> [WHAT TO PRODUCE]:
Beneath this instruction is a block of data; output from it exactly the lines that run from the one containing "Ok(()) => match state" through the one containing "if c.is_ascii_alphanumeric() ||", inclusive.

──────── DATA IN THIS EXERCISE ────────

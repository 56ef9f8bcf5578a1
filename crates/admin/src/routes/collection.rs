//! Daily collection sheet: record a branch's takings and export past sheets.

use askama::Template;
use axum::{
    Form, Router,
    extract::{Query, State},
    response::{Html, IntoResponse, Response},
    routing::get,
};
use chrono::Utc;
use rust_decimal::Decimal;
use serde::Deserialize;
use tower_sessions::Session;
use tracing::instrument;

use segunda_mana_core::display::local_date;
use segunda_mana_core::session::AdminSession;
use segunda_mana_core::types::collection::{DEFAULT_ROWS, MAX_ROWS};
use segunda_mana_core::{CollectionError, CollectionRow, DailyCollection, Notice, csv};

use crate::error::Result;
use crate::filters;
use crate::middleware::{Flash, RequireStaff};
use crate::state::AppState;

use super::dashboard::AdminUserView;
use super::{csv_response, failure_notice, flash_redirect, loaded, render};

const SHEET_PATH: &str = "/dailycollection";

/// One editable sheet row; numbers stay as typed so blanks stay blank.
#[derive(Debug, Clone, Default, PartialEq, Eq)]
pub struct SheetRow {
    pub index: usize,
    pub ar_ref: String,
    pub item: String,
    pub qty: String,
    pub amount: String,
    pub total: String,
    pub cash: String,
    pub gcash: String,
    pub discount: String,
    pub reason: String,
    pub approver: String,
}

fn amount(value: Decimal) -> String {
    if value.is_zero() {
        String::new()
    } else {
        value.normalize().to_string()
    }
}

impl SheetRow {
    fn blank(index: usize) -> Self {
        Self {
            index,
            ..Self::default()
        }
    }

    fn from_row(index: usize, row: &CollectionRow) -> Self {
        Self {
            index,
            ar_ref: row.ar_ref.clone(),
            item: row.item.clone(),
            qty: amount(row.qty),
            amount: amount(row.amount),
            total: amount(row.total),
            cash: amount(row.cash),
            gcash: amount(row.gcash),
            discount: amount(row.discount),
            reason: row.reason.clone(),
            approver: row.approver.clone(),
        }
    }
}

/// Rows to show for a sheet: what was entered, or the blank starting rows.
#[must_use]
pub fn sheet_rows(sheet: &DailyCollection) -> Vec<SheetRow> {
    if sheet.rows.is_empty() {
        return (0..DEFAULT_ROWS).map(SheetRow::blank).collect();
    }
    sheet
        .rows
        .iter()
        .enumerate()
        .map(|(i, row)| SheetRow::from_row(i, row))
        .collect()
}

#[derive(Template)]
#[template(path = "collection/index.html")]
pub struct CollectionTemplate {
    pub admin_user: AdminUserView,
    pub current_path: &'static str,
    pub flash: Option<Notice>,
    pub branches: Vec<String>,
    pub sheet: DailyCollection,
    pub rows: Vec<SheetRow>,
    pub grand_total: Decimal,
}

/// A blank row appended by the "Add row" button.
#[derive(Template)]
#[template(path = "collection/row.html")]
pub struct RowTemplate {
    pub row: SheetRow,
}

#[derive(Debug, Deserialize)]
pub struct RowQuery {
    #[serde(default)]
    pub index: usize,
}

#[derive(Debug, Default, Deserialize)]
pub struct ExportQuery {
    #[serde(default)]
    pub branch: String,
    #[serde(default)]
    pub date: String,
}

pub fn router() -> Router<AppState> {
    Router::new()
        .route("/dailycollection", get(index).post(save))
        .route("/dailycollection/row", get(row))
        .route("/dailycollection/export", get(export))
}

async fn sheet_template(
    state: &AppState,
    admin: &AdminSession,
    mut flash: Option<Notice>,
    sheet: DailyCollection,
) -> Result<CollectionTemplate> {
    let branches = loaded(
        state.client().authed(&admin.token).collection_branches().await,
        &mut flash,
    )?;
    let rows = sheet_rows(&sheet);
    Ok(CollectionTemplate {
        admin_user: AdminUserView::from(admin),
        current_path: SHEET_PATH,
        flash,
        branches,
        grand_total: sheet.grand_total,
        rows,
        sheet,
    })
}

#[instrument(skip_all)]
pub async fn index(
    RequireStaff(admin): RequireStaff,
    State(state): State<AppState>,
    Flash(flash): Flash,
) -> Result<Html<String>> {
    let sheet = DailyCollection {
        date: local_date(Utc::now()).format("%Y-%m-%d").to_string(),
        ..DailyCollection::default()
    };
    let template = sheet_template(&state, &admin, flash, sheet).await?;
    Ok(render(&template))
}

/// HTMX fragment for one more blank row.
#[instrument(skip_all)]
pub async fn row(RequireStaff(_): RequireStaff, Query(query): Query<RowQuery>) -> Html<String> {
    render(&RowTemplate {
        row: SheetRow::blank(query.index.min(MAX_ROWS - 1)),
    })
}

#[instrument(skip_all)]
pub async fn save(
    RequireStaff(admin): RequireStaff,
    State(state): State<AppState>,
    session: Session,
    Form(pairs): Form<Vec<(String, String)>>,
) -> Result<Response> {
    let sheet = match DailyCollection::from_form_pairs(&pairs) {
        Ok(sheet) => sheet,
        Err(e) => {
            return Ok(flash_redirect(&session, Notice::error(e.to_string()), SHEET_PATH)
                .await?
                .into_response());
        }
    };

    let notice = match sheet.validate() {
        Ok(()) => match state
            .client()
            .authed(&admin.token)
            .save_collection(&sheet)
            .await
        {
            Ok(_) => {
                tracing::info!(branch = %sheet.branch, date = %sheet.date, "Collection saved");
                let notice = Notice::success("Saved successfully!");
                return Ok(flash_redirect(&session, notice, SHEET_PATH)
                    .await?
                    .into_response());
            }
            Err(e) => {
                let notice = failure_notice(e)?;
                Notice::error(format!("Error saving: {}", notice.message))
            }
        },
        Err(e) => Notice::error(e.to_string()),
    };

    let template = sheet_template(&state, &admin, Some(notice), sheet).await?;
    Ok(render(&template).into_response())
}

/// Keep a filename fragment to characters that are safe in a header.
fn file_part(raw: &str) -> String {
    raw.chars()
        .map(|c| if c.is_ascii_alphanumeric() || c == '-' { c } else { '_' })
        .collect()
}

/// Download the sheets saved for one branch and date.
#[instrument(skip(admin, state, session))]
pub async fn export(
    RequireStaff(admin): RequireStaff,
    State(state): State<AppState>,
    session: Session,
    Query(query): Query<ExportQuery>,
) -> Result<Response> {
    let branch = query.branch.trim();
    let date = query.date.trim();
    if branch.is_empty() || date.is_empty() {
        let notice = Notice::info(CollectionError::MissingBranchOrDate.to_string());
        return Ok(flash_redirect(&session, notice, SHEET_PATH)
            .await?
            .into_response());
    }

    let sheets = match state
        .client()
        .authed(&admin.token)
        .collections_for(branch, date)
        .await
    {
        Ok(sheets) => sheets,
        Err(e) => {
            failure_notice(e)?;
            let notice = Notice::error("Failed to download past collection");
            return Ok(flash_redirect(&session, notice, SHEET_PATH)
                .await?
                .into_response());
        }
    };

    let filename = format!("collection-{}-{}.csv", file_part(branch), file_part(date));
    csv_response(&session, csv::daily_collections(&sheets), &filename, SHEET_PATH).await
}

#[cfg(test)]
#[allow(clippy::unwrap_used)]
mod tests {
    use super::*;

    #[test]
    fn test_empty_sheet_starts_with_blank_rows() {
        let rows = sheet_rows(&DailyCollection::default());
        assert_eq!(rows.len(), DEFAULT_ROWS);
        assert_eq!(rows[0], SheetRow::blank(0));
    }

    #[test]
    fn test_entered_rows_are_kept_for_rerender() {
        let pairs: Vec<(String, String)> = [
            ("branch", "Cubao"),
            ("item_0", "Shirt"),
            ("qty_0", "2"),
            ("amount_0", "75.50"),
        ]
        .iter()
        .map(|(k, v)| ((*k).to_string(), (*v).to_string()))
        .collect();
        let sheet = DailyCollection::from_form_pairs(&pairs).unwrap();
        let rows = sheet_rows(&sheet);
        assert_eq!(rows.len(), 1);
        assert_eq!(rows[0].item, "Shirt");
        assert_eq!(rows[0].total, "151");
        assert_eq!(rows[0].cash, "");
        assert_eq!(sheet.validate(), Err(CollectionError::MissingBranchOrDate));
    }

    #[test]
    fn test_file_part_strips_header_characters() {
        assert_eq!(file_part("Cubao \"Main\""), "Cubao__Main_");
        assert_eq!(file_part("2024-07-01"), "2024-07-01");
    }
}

────────

> [EXPECTED OUTPUT]:
        Ok(()) => match state
            .client()
            .authed(&admin.token)
            .save_collection(&sheet)
            .await
        {
            Ok(_) => {
                tracing::info!(branch = %sheet.branch, date = %sheet.date, "Collection saved");
                let notice = Notice::success("Saved successfully!");
                return Ok(flash_redirect(&session, notice, SHEET_PATH)
                    .await?
                    .into_response());
            }
            Err(e) => {
                let notice = failure_notice(e)?;
                Notice::error(format!("Error saving: {}", notice.message))
            }
        },
        Err(e) => Notice::error(e.to_string()),
    };

    let template = sheet_template(&state, &admin, Some(notice), sheet).await?;
    Ok(render(&template).into_response())
}

/// Keep a filename fragment to characters that are safe in a header.
fn file_part(raw: &str) -> String {
    raw.chars()
        .map(|c| if c.is_ascii_alphanumeric() || c == '-' { c } else { '_' })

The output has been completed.